Dataset entries
□ □ □ □ □ □ □

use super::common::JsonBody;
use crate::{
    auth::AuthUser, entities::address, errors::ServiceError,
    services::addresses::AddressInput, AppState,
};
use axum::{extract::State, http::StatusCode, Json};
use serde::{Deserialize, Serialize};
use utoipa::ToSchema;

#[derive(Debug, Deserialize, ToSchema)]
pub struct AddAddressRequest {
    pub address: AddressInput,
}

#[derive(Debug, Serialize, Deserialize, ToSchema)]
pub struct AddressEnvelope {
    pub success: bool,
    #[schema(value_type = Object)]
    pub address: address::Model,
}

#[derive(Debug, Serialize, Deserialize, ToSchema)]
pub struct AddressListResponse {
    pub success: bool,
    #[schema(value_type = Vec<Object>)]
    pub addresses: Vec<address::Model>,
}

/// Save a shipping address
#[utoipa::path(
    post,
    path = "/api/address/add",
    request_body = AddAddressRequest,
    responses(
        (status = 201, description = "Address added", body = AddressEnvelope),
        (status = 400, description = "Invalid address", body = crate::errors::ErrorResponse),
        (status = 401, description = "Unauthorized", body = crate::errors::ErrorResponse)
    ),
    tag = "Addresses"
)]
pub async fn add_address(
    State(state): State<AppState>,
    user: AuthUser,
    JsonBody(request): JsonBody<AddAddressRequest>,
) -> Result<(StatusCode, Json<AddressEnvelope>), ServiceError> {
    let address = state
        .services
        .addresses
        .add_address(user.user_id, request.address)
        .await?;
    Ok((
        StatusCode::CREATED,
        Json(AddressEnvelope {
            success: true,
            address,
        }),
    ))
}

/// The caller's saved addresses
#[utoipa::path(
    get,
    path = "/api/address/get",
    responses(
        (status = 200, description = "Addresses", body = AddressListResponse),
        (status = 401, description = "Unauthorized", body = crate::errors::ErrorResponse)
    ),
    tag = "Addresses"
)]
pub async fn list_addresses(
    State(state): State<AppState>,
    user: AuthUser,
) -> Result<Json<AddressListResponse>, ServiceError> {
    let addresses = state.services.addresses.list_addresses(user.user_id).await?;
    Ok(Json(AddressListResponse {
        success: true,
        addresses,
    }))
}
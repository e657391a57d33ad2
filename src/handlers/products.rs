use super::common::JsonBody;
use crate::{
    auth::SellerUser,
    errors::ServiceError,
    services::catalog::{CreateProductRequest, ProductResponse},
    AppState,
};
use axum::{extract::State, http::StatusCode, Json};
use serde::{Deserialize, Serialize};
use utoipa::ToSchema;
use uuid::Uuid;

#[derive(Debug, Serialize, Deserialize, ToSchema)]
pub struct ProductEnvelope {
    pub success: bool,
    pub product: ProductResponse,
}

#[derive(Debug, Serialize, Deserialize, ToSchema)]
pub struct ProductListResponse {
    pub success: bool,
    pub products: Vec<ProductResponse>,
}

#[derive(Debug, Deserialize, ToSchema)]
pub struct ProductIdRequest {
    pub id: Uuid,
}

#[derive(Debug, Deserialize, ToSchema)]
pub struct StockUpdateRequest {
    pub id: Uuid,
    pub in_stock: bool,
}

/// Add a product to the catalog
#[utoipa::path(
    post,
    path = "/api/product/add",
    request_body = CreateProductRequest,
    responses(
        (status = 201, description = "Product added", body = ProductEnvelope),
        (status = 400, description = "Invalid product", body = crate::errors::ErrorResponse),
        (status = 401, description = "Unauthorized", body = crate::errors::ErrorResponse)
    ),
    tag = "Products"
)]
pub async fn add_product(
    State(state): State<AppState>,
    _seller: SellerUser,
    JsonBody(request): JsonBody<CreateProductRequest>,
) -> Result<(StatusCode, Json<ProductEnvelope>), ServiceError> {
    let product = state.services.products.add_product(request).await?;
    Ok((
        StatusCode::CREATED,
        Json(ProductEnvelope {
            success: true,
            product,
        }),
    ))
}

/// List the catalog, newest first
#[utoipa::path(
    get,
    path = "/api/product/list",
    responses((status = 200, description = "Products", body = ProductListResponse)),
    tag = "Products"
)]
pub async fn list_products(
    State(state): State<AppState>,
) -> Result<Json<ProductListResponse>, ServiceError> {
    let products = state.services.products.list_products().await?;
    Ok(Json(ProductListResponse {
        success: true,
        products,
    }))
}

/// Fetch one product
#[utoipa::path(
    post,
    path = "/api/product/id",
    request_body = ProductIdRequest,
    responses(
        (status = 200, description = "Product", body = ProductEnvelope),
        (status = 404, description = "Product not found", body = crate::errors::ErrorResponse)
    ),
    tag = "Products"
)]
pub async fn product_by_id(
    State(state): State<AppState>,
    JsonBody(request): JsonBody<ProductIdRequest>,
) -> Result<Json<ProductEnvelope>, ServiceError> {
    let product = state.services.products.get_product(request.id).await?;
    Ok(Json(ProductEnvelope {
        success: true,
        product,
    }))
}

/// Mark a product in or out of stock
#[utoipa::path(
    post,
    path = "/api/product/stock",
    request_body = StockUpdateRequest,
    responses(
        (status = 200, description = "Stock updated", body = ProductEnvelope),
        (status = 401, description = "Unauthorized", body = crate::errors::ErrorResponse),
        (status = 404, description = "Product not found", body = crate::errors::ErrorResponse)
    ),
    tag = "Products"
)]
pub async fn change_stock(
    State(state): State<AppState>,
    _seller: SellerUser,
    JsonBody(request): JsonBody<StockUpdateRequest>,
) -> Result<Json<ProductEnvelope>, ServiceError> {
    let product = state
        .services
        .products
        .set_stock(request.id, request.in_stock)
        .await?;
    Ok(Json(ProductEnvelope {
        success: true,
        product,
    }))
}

□ □ □ □ □ □ □

**Assignment**
Locate the word "CreateProductRequest" in the entries, and copy every line where it is found.

**Problem solution**
    services::catalog::{CreateProductRequest, ProductResponse},
    request_body = CreateProductRequest,
    JsonBody(request): JsonBody<CreateProductRequest>,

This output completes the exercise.